I think anyone with ADHD needs to be the one to decide what is and isn’t working for them, and have open and honest communication with their doctor first, then their parents, if necessary. I’ve seen too many parents take on the wrong preconceptions of medications and end up harming their child by trying to control something they don’t understand. It takes a lot of time and experimentation to find the right dose and treatment, and I think more people should be open to the varied medication schedules and doses. Since it’s been over a year since Sarah posted her comment and there were no updates, I sincerely hope that her son is doing alright and is still being properly medicated, whether lowering the dose helped or finding a different solution.
All of the experiences shared by the other adults with ADHD here are completely valid; there is no one “correct” way to deal with this. I hope others that find this article are able to find the option that works best for them. And if anyone is struggling with a real dependency or addiction, please utilize the support options out there, and be safe.

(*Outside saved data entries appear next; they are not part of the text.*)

//! Authentication decision procedure.

mod engine;
mod outcome;
mod request;
mod store;
mod verifier;

pub use engine::{DecisionEngine, StoreConfig};
pub use outcome::{AuthenticatedUser, ErrorClass, Outcome};
pub use request::{validate, validate_payload, CredentialRequest, InputError, Role};
pub use store::{AccountRecord, AccountStore, MemoryAccountStore, PgAccountStore, StoreError};
pub use verifier::{CredentialVerifier, PlaintextVerifier};
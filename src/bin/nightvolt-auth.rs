use anyhow::Result;
use nightvolt_auth::cli;

// Main function
#[tokio::main]
async fn main() -> Result<()> {
    let action = cli::start()?;

    action.execute().await?;

    Ok(())
}
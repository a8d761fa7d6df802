use clap::{Arg, ArgAction, ArgMatches, Command};
use tracing::Level;

pub const ARG_VERBOSITY: &str = "verbosity";

// `-v` count indexes this table, zero keeps the subscriber default.
const LEVELS: [Level; 5] = [
    Level::ERROR,
    Level::WARN,
    Level::INFO,
    Level::DEBUG,
    Level::TRACE,
];

/// `NIGHTVOLT_LOG_LEVEL` takes either a count (`0` to `4`) or a level name.
fn parse_verbosity(value: &str) -> Result<u8, String> {
    let value = value.trim();

    let index = match value.parse::<usize>() {
        Ok(count) if count < LEVELS.len() => count,
        Ok(count) => return Err(format!("log level count {count} is above 4")),
        Err(_) => {
            let level = value
                .parse::<Level>()
                .map_err(|_| format!("invalid log level: {value}"))?;
            LEVELS.iter().position(|known| *known == level).unwrap_or(0)
        }
    };

    u8::try_from(index).map_err(|e| e.to_string())
}

/// Level asked for on the command line or environment.
#[must_use]
pub fn level(matches: &ArgMatches) -> Option<Level> {
    match matches.get_one::<u8>(ARG_VERBOSITY).copied().unwrap_or(0) {
        0 => None,
        count => LEVELS.get(usize::from(count)).or(LEVELS.last()).copied(),
    }
}

#[must_use]
pub fn with_args(command: Command) -> Command {
    command.arg(
        Arg::new(ARG_VERBOSITY)
            .short('v')
            .long("verbose")
            .help("Log more: -v warn, -vv info, -vvv debug, -vvvv trace (default: error)")
            .env("NIGHTVOLT_LOG_LEVEL")
            .global(true)
            .action(ArgAction::Count)
            .value_parser(parse_verbosity),
    )
}

#[cfg(test)]
mod tests {
    use super::*;

    fn matches_from(args: &[&str]) -> ArgMatches {
        temp_env::with_var_unset("NIGHTVOLT_LOG_LEVEL", || {
            with_args(Command::new("nightvolt-auth")).get_matches_from(args)
        })
    }

    #[test]
    fn level_names_and_counts() {
        assert_eq!(parse_verbosity("error"), Ok(0));
        assert_eq!(parse_verbosity("WARN"), Ok(1));
        assert_eq!(parse_verbosity(" info "), Ok(2));
        assert_eq!(parse_verbosity("3"), Ok(3));
        assert!(parse_verbosity("9").is_err());
        assert!(parse_verbosity("loud").is_err());
    }

    #[test]
    fn count_maps_to_level() {
        assert_eq!(level(&matches_from(&["nightvolt-auth"])), None);
        assert_eq!(level(&matches_from(&["nightvolt-auth", "-v"])), Some(Level::WARN));
        assert_eq!(level(&matches_from(&["nightvolt-auth", "-vv"])), Some(Level::INFO));
        assert_eq!(
            level(&matches_from(&["nightvolt-auth", "-vvvv"])),
            Some(Level::TRACE)
        );
        assert_eq!(
            level(&matches_from(&["nightvolt-auth", "-vvvvvvv"])),
            Some(Level::TRACE)
        );
    }
}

I would like to thank all for the experiences shared. I was only diagnosed when I turned 64. I somehow made things happen before with various consequences that were attributed to the general ‘stress’ and the vague notion I have to work on these symptoms. I now have taken dexamphetamine starting at 20mg to 30 mg and moved from there to Vyvanse 60 mg and 70 mg currently. Whilst initially I thought that was great I found later on that it was exhausting to keep up. Also the dry mouth most days and somehow how a low point in the afternoon around 2-3 pm which can be partially remediated with a powernap and rest for 20-30 mins. I am grateful to find out about the titration method and will try it as I find it annoying not being able to control the dosage as sometimes the 70 mg is too much. Of course anxiety is a demon not easily conquered. It is always good to dig deep inside to see the causes and triggers, often early childhood stuff and things in need of resolving and changing. As a med I do recommend medical cannabis which once again requires experimentation to work out what works best. Indeed ADHD will not cure but requires careful management so that this type of brain can function quite well in life. Amazing how many people are affected by this condition which sometimes makes one think to view this as being different than just a condition and, indeed, a mental illness.